15 Uit de bewoordingen zelf van artikel 25 blijkt reeds, dat het aldaar gedefinieerde begrip "beslissing" voor de toepassing van de verschillende bepalingen van het Executieverdrag waarin die term wordt gebezigd, uitsluitend ziet op beslissingen die daadwerkelijk door een rechterlijke instantie van een Verdragsluitende Staat zijn gegeven.

16 Zoals in het deskundigenrapport betreffende het Executieverdrag (PB 1979, C 59, blz. 42, in fine) is uiteengezet, wordt de vaststelling door de griffier van het bedrag der proceskosten in artikel 25 uitdrukkelijk als een "beslissing" gekwalificeerd, omdat volgens het Duitse wetboek van burgerlijke rechtsvordering, dat in die mogelijkheid voorziet, de griffier uit naam van de rechter ten gronde handelt, en in geval van geschil een rechterlijke instantie in de eigenlijke zin van het woord over de kosten beslist.

17 Uit het voorgaande volgt, dat een handeling slechts als een "beslissing" in de zin van het Executieverdrag kan worden aangemerkt wanneer zij uitgaat van een rechterlijke instantie van een Verdragsluitende Staat die op eigen gezag de geschilpunten tussen partijen beslecht.

18 Een schikking voldoet evenwel niet aan die voorwaarde, zelfs niet wanneer zij voor een rechter van een Verdragsluitende Staat tot stand is gekomen en een geding beëindigt. Gerechtelijke schikkingen hebben immers in wezen een contractueel karakter, in die zin, dat de inhoud ervan in de eerste plaats van de wil van partijen afhangt, zoals in genoemd deskundigenrapport (blz. 56) wordt uitgelegd.

19 Voor de toepassing van artikel 27, sub 3, Executieverdrag mag geen andere uitlegging worden gegeven.

20 Zoals reeds in rechtsoverweging 15 van dit arrest is gezegd, geldt de in artikel 25 gegeven definitie van het begrip "beslissing" voor alle bepalingen van het Executieverdrag waarin deze term wordt gebezigd. Bovendien belemmert artikel 27 de verwezenlijking van een van de fundamentele doelstellingen van het Executieverdrag, namelijk het zoveel als mogelijk vergemakkelijken van het vrije verkeer van rechterlijke beslissingen door middel van een eenvoudige en snelle exequaturprocedure. Deze uitzonderingsbepaling moet derhalve strikt worden uitgelegd, hetgeen eraan in de weg staat, een gerechtelijke schikking gelijk te stellen met een door een rechterlijke instantie gegeven beslissing.

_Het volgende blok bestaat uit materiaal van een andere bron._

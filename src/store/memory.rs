//! In-memory document store.
//!
//! Backs `memory://` connection strings and the test suites. Documents keep
//! insertion order per collection and receive a UUID in `_id` on insert.

use std::collections::HashMap;
use std::sync::Arc;

use async_trait::async_trait;
use serde_json::Value;
use tokio::sync::RwLock;
use uuid::Uuid;

use super::{DeleteOutcome, DocumentStore, Filter, InsertOutcome, RawDocument, UpdateOutcome};
use crate::error::StoreError;

#[derive(Debug, Clone, Default)]
pub struct MemoryStore {
    collections: Arc<RwLock<HashMap<String, Vec<RawDocument>>>>,
}

impl MemoryStore {
    pub fn new() -> Self {
        Self::default()
    }

    /// Inserts documents directly, bypassing the trait. Documents without an
    /// `_id` get one assigned.
    pub async fn seed(&self, collection: &str, docs: impl IntoIterator<Item = RawDocument>) {
        let mut collections = self.collections.write().await;
        let target = collections.entry(collection.to_string()).or_default();
        for mut doc in docs {
            doc.entry("_id")
                .or_insert_with(|| Value::String(Uuid::new_v4().to_string()));
            target.push(doc);
        }
    }

    /// Number of documents in `collection`.
    pub async fn count(&self, collection: &str) -> usize {
        self.collections
            .read()
            .await
            .get(collection)
            .map_or(0, Vec::len)
    }
}

#[async_trait]
impl DocumentStore for MemoryStore {
    async fn find_all(
        &self,
        collection: &str,
        filter: &Filter,
    ) -> Result<Vec<RawDocument>, StoreError> {
        let collections = self.collections.read().await;
        Ok(collections
            .get(collection)
            .map(|docs| docs.iter().filter(|d| filter.matches(d)).cloned().collect())
            .unwrap_or_default())
    }

    async fn find_one(
        &self,
        collection: &str,
        filter: &Filter,
    ) -> Result<Option<RawDocument>, StoreError> {
        let collections = self.collections.read().await;
        Ok(collections
            .get(collection)
            .and_then(|docs| docs.iter().find(|d| filter.matches(d)).cloned()))
    }

    async fn insert_one(
        &self,
        collection: &str,
        mut doc: RawDocument,
    ) -> Result<InsertOutcome, StoreError> {
        let generated_id = Uuid::new_v4().to_string();
        doc.insert("_id".to_string(), Value::String(generated_id.clone()));

        self.collections
            .write()
            .await
            .entry(collection.to_string())
            .or_default()
            .push(doc);

        Ok(InsertOutcome { generated_id })
    }

    async fn update_one(
        &self,
        collection: &str,
        filter: &Filter,
        mut doc: RawDocument,
    ) -> Result<UpdateOutcome, StoreError> {
        let mut collections = self.collections.write().await;
        let Some(existing) = collections
            .get_mut(collection)
            .and_then(|docs| docs.iter_mut().find(|d| filter.matches(d)))
        else {
            return Ok(UpdateOutcome { matched_count: 0 });
        };

        // Replacement keeps the store-assigned identifier.
        if let Some(internal_id) = existing.get("_id").cloned() {
            doc.insert("_id".to_string(), internal_id);
        }
        *existing = doc;

        Ok(UpdateOutcome { matched_count: 1 })
    }

    async fn delete_one(
        &self,
        collection: &str,
        filter: &Filter,
    ) -> Result<DeleteOutcome, StoreError> {
        let mut collections = self.collections.write().await;
        let Some(docs) = collections.get_mut(collection) else {
            return Ok(DeleteOutcome { deleted_count: 0 });
        };

        match docs.iter().position(|d| filter.matches(d)) {
            Some(index) => {
                docs.remove(index);
                Ok(DeleteOutcome { deleted_count: 1 })
            }
            None => Ok(DeleteOutcome { deleted_count: 0 }),
        }
    }
}
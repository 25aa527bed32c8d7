//! Store connection lifecycle.
//!
//! A [`StoreContext`] is configured once with exactly one connection mode and
//! connects lazily on first use. It is passed explicitly to whatever needs the
//! store; there is no global connection.

use std::fmt;
use std::sync::Arc;

use futures::future::BoxFuture;
use tokio::sync::Mutex;
use tracing::{debug, info};
use url::Url;

use super::{DocumentStore, MemoryStore};
use crate::error::{ConfigError, ServiceError, StoreError};

/// Async constructor for a store handle.
pub type StoreFactory =
    Arc<dyn Fn() -> BoxFuture<'static, Result<Arc<dyn DocumentStore>, StoreError>> + Send + Sync>;

// == Connection Options ==
/// The three ways to reach a store. Exactly one must be set.
#[derive(Clone, Default)]
pub struct ConnectionOptions {
    /// Connection string, e.g. `memory://default`
    pub uri: Option<String>,
    /// Pre-built store handle
    pub handle: Option<Arc<dyn DocumentStore>>,
    /// Factory invoked on first use
    pub factory: Option<StoreFactory>,
}

impl ConnectionOptions {
    pub fn uri(uri: impl Into<String>) -> Self {
        Self {
            uri: Some(uri.into()),
            ..Self::default()
        }
    }

    pub fn handle(handle: Arc<dyn DocumentStore>) -> Self {
        Self {
            handle: Some(handle),
            ..Self::default()
        }
    }

    pub fn factory<F>(factory: F) -> Self
    where
        F: Fn() -> BoxFuture<'static, Result<Arc<dyn DocumentStore>, StoreError>>
            + Send
            + Sync
            + 'static,
    {
        Self {
            factory: Some(Arc::new(factory)),
            ..Self::default()
        }
    }
}

impl fmt::Debug for ConnectionOptions {
    fn fmt(&self, f: &mut fmt::Formatter<'_>) -> fmt::Result {
        f.debug_struct("ConnectionOptions")
            .field("uri", &self.uri)
            .field("handle", &self.handle.is_some())
            .field("factory", &self.factory.is_some())
            .finish()
    }
}

#[derive(Clone)]
enum ConnectionSource {
    Uri(Url),
    Handle(Arc<dyn DocumentStore>),
    Factory(StoreFactory),
}

impl ConnectionSource {
    fn from_options(options: ConnectionOptions) -> Result<Self, ConfigError> {
        match (options.uri, options.handle, options.factory) {
            (Some(uri), None, None) => Url::parse(&uri)
                .map(ConnectionSource::Uri)
                .map_err(|err| ConfigError::Invalid {
                    key: "uri".to_string(),
                    message: err.to_string(),
                }),
            (None, Some(handle), None) => Ok(ConnectionSource::Handle(handle)),
            (None, None, Some(factory)) => Ok(ConnectionSource::Factory(factory)),
            (None, None, None) => Err(ConfigError::MissingConnection),
            _ => Err(ConfigError::AmbiguousConnection),
        }
    }

    fn describe(&self) -> &'static str {
        match self {
            ConnectionSource::Uri(_) => "uri",
            ConnectionSource::Handle(_) => "handle",
            ConnectionSource::Factory(_) => "factory",
        }
    }

    async fn connect(&self) -> Result<Arc<dyn DocumentStore>, StoreError> {
        match self {
            ConnectionSource::Uri(url) => match url.scheme() {
                "memory" => Ok(Arc::new(MemoryStore::new())),
                scheme => Err(StoreError::Unavailable(format!(
                    "no adapter for '{scheme}' connection strings; supply a handle or factory"
                ))),
            },
            ConnectionSource::Handle(handle) => Ok(handle.clone()),
            ConnectionSource::Factory(factory) => factory().await,
        }
    }
}

struct ContextState {
    source: ConnectionSource,
    connection: Option<Arc<dyn DocumentStore>>,
}

// == Store Context ==
/// Owns the configured connection source and the live connection.
pub struct StoreContext {
    state: Mutex<ContextState>,
}

impl StoreContext {
    /// Validates `options` and builds a context. Does not connect.
    ///
    /// Fails with [`ConfigError`] when no mode, or more than one, is given.
    pub fn configure(options: ConnectionOptions) -> Result<Self, ConfigError> {
        let source = ConnectionSource::from_options(options)?;
        debug!(mode = source.describe(), "store connection configured");

        Ok(Self {
            state: Mutex::new(ContextState {
                source,
                connection: None,
            }),
        })
    }

    /// Replaces the connection source. Any open connection is dropped.
    pub async fn reconfigure(&self, options: ConnectionOptions) -> Result<(), ConfigError> {
        let source = ConnectionSource::from_options(options)?;
        let mut state = self.state.lock().await;
        info!(mode = source.describe(), "store connection reconfigured");
        state.source = source;
        state.connection = None;
        Ok(())
    }

    /// Returns the live connection, connecting on first use.
    ///
    /// Connection failures are returned as-is and not retried; the next call
    /// tries again.
    pub async fn database(&self) -> Result<Arc<dyn DocumentStore>, ServiceError> {
        let mut state = self.state.lock().await;
        if let Some(connection) = &state.connection {
            return Ok(connection.clone());
        }

        let connection = state
            .source
            .connect()
            .await
            .map_err(|err| ServiceError::Connection(err.to_string()))?;
        info!(mode = state.source.describe(), "connected to document store");
        state.connection = Some(connection.clone());
        Ok(connection)
    }

    /// Whether a connection is currently open.
    pub async fn is_connected(&self) -> bool {
        self.state.lock().await.connection.is_some()
    }

    /// Drops the open connection. Calling it again is a no-op.
    ///
    /// Returns whether a connection was open. A later [`database`](Self::database)
    /// call connects again from the configured source.
    pub async fn close(&self) -> bool {
        let closed = self.state.lock().await.connection.take().is_some();
        if closed {
            info!("document store connection closed");
        }
        closed
    }
}

impl fmt::Debug for StoreContext {
    fn fmt(&self, f: &mut fmt::Formatter<'_>) -> fmt::Result {
        f.debug_struct("StoreContext").finish_non_exhaustive()
    }
}
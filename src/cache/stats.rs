//! Cache Statistics Module
//!
//! Counters describing how lookups were answered. Used for introspection only.

use serde::Serialize;

// == Cache Stats ==
#[derive(Debug, Clone, Default, PartialEq, Serialize)]
pub struct CacheStats {
    /// Lookups answered with a live entry
    pub hits: u64,
    /// Lookups that found nothing usable (missing or expired)
    pub misses: u64,
    /// Stale entries evicted lazily by a lookup
    pub expired: u64,
}

impl CacheStats {
    pub fn new() -> Self {
        Self::default()
    }

    // == Hit Rate ==
    /// Returns hits / (hits + misses), or 0.0 if nothing was looked up yet.
    pub fn hit_rate(&self) -> f64 {
        let total = self.hits + self.misses;
        if total == 0 {
            0.0
        } else {
            self.hits as f64 / total as f64
        }
    }

    pub fn record_hit(&mut self) {
        self.hits += 1;
    }

    pub fn record_miss(&mut self) {
        self.misses += 1;
    }

    /// An expired entry counts as a miss as well as an eviction.
    pub fn record_expired(&mut self) {
        self.misses += 1;
        self.expired += 1;
    }
}
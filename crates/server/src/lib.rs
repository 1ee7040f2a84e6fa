//! TalentGrid server: configuration and application wiring. The binary in
//! `main.rs` runs the outbox relay and the periodic stats log; transport
//! surfaces embed [`startup::Application`].

pub mod config;
pub mod startup;
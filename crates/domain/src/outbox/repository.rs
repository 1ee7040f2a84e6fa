//! Outbox repository abstraction.

use async_trait::async_trait;
use chrono::{DateTime, Utc};
use uuid::Uuid;

use crate::outbox::{OutboxError, OutboxRecordView, OutboxStats};

/// Persistence operations the outbox relay drives.
///
/// The insert side lives on the aggregate repositories (state and outbox
/// rows are written in the same transaction); this trait covers claiming
/// and settling rows afterwards.
#[async_trait]
pub trait OutboxRepository: Send + Sync {
    /// Atomically claim a batch of due PENDING rows, flipping them to
    /// IN_FLIGHT so a concurrent relay instance cannot claim them again.
    ///
    /// Rows are claimed oldest-first, and only those whose
    /// `next_attempt_at` is not in the future. Implementations must use
    /// skip-locked semantics (or an equivalent atomic conditional update)
    /// so two relays never process the same row per attempt.
    async fn claim_pending(
        &self,
        limit: usize,
        now: DateTime<Utc>,
    ) -> Result<Vec<OutboxRecordView>, OutboxError>;

    /// Settle successfully published rows: status PUBLISHED, publish
    /// timestamp set.
    async fn mark_published(&self, event_ids: &[Uuid]) -> Result<(), OutboxError>;

    /// Return a claimed row to PENDING after a failed publish, bumping the
    /// retry counter, recording the error, and deferring the next attempt.
    async fn release_for_retry(
        &self,
        event_id: Uuid,
        error: &str,
        next_attempt_at: DateTime<Utc>,
    ) -> Result<(), OutboxError>;

    /// Terminally fail a row once its retries are exhausted. The row is
    /// kept for operator inspection, never deleted.
    async fn mark_failed(&self, event_id: Uuid, error: &str) -> Result<(), OutboxError>;

    /// Return IN_FLIGHT rows older than `older_than` to PENDING. Covers a
    /// relay instance that crashed between claiming and settling.
    async fn release_stuck(&self, older_than: std::time::Duration) -> Result<u64, OutboxError>;

    async fn count_pending(&self) -> Result<u64, OutboxError>;

    /// Per-status counts, for the periodic operator log.
    async fn stats(&self) -> Result<OutboxStats, OutboxError>;

    async fn find_by_id(&self, event_id: Uuid) -> Result<Option<OutboxRecordView>, OutboxError>;
}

21 In bovengenoemd deskundigenrapport (blz. 45) wordt overigens met betrekking tot de in artikel 27, sub 3, Executieverdrag gegeven reden van niet-erkenning gepreciseerd, dat "de maatschappelijke orde van een bepaald land zou worden verstoord indien men op twee tegenstrijdige vonnissen een beroep zou kunnen doen". Een dergelijke verstoring is evenwel alleen dan voldoende ernstig om overeenkomstig het Executieverdrag te rechtvaardigen, dat de erkenning en de tenuitvoerlegging worden geweigerd van een in andere Verdragsluitende Staat gegeven beslissing waarvan wordt gesteld, dat zij onverenigbaar is met een in de aangezochte staat tussen dezelfde partijen gegeven beslissing, wanneer laatstgenoemde beslissing uitgaat van een rechterlijke instantie die zelf een geschilpunt beslecht.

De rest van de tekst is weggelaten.